Stored data:
——
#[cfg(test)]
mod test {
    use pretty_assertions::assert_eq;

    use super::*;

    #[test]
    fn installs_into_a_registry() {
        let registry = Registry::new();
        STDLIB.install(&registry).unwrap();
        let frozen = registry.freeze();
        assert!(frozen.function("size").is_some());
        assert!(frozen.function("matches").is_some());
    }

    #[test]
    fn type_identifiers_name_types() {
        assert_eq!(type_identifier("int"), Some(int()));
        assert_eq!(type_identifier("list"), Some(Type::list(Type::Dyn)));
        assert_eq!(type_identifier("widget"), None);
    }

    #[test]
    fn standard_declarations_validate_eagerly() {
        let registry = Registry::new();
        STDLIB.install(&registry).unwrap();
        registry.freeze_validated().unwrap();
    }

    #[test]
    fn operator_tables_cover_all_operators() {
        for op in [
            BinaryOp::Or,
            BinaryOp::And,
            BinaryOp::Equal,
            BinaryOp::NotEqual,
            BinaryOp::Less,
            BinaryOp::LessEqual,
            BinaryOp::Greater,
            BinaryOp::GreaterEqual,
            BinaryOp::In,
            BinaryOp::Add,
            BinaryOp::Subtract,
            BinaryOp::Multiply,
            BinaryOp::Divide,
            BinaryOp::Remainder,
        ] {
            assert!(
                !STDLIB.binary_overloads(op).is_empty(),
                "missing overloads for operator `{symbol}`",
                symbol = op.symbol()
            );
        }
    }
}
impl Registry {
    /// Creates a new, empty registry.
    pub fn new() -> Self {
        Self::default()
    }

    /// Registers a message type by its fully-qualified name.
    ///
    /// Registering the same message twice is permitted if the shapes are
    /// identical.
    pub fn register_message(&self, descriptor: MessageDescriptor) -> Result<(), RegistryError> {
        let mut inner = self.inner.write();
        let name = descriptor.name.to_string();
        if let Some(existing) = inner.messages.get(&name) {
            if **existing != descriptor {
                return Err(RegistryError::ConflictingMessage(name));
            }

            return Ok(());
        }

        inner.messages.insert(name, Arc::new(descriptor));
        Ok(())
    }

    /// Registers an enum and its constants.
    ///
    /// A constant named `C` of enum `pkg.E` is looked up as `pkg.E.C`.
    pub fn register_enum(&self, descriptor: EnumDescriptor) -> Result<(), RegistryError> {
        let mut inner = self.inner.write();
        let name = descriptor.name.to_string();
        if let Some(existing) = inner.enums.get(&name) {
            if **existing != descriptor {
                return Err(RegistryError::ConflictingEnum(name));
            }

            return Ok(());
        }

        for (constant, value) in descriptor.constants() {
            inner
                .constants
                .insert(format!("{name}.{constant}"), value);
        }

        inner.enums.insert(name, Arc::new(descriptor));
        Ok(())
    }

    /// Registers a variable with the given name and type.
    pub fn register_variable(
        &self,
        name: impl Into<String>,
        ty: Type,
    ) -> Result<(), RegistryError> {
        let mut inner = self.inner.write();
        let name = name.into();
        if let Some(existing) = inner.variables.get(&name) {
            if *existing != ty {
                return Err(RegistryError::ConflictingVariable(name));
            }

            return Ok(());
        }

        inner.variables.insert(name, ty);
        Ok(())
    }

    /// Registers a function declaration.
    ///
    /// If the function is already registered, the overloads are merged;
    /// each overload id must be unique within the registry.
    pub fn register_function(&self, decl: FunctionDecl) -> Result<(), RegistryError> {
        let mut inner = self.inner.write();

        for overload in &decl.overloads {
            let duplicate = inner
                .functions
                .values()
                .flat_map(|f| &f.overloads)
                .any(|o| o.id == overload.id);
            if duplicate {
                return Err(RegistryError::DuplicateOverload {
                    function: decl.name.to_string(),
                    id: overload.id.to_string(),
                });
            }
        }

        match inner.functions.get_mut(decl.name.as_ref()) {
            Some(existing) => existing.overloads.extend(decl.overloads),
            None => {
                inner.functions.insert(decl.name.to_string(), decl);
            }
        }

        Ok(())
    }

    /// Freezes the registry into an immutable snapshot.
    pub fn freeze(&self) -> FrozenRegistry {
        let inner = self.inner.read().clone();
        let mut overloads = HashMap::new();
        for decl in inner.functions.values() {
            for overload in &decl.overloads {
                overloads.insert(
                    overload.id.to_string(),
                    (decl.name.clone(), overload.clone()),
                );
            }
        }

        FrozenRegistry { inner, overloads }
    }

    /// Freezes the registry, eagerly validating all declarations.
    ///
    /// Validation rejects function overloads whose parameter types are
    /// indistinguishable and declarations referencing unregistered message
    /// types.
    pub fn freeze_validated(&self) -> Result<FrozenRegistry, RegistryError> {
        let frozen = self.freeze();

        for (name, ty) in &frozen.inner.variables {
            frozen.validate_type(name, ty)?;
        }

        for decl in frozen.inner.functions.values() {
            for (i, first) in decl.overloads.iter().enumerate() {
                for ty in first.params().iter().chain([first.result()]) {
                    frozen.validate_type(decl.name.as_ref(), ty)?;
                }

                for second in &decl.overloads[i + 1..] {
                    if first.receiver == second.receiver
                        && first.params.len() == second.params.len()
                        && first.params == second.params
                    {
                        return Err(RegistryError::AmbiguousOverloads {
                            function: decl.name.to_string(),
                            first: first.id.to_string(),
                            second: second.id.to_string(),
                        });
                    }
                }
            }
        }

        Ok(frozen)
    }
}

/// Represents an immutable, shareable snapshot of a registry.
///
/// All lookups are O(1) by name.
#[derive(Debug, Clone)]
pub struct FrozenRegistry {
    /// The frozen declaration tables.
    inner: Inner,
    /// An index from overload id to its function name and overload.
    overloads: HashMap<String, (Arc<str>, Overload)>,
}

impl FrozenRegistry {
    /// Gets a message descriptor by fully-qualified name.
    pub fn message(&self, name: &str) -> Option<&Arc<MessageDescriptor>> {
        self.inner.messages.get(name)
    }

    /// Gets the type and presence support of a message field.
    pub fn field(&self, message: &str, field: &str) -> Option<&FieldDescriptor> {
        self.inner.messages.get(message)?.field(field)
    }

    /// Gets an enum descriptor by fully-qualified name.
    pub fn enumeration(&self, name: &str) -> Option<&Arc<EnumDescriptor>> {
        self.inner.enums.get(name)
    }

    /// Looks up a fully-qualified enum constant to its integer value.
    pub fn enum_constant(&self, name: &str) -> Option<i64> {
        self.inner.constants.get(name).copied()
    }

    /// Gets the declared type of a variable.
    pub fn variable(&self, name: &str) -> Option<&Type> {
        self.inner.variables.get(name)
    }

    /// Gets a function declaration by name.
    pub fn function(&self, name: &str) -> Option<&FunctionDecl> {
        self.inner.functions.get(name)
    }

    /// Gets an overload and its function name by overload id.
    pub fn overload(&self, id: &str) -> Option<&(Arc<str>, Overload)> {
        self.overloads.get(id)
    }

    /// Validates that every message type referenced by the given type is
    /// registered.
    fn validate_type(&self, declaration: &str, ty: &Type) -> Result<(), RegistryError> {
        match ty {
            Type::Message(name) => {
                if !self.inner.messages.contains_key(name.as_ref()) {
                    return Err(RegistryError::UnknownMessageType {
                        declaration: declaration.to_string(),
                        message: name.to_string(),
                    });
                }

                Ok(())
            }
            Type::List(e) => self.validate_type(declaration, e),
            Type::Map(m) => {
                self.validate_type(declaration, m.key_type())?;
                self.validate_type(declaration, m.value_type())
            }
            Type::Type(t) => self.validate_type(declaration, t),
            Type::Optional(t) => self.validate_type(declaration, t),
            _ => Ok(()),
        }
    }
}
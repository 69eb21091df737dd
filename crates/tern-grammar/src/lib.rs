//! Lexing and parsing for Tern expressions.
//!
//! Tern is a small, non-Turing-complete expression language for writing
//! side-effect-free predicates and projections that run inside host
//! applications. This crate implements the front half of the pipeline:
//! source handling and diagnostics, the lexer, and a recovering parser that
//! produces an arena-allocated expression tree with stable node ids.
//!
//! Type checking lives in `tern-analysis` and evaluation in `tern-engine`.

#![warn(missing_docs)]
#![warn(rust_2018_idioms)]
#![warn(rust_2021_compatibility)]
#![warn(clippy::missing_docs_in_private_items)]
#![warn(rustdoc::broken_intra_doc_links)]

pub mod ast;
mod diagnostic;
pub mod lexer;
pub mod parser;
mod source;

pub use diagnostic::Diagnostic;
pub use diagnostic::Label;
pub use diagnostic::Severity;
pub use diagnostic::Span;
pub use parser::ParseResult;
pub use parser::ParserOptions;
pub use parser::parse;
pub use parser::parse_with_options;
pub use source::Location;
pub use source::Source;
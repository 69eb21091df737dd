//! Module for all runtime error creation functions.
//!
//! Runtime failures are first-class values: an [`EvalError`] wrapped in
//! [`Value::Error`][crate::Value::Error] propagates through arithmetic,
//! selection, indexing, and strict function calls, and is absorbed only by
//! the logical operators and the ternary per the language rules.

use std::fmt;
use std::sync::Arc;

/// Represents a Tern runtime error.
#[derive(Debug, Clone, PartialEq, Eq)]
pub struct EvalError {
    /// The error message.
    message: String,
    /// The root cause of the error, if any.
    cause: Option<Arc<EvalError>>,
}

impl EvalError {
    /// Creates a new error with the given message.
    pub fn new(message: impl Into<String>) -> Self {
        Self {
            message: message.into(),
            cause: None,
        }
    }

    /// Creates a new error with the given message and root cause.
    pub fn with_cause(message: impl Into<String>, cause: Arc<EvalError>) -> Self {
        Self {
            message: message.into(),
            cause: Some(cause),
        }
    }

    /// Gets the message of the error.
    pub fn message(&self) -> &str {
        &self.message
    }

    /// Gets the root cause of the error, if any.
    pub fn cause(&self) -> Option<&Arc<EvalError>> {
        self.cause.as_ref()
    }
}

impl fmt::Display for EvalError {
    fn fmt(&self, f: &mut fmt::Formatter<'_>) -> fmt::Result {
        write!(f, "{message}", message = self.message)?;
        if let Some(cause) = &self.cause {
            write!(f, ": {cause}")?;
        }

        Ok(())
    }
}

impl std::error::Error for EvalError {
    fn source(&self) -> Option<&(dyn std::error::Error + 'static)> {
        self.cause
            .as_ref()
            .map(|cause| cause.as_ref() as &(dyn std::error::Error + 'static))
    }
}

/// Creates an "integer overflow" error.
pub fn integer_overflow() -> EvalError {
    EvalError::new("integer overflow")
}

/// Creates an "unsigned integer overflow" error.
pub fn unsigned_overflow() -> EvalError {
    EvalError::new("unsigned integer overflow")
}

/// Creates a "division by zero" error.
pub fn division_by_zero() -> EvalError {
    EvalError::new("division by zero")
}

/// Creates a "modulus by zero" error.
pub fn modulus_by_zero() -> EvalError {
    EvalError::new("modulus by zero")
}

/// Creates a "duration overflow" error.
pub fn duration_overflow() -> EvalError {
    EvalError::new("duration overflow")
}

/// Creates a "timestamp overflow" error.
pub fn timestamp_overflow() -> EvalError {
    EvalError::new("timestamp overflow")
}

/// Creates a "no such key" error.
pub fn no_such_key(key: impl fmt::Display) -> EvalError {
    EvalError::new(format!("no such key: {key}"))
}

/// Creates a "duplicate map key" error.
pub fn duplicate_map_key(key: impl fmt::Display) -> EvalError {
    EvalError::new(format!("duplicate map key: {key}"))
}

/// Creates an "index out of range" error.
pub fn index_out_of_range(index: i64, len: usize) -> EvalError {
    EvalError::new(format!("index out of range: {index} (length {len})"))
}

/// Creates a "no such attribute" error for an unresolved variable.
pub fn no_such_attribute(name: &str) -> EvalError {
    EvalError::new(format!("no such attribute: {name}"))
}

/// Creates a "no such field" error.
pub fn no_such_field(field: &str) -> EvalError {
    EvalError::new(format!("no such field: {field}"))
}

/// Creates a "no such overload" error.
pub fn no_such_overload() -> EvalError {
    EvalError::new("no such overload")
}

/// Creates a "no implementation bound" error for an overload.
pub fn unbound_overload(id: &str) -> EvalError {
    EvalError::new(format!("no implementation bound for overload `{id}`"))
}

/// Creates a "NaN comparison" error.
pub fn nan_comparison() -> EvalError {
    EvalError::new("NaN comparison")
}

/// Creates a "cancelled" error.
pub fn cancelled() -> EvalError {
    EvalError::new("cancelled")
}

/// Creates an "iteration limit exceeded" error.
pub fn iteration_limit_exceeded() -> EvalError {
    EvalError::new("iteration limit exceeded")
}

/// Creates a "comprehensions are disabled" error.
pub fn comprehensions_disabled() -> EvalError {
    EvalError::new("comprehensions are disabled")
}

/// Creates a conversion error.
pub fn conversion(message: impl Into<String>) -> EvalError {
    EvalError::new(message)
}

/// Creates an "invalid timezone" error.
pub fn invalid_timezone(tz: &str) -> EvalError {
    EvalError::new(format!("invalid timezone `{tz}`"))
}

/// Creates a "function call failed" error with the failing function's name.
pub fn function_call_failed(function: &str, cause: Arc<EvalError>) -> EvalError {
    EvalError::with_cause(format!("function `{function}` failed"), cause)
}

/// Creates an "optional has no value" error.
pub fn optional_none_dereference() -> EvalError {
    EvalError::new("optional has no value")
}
——
## [EXERCISE OBJECTIVE]
The answer must be every line of the data that contains the word "Represents".

## [COMPLETED EXERCISE]
/// Represents an immutable, shareable snapshot of a registry.
/// Represents a Tern runtime error.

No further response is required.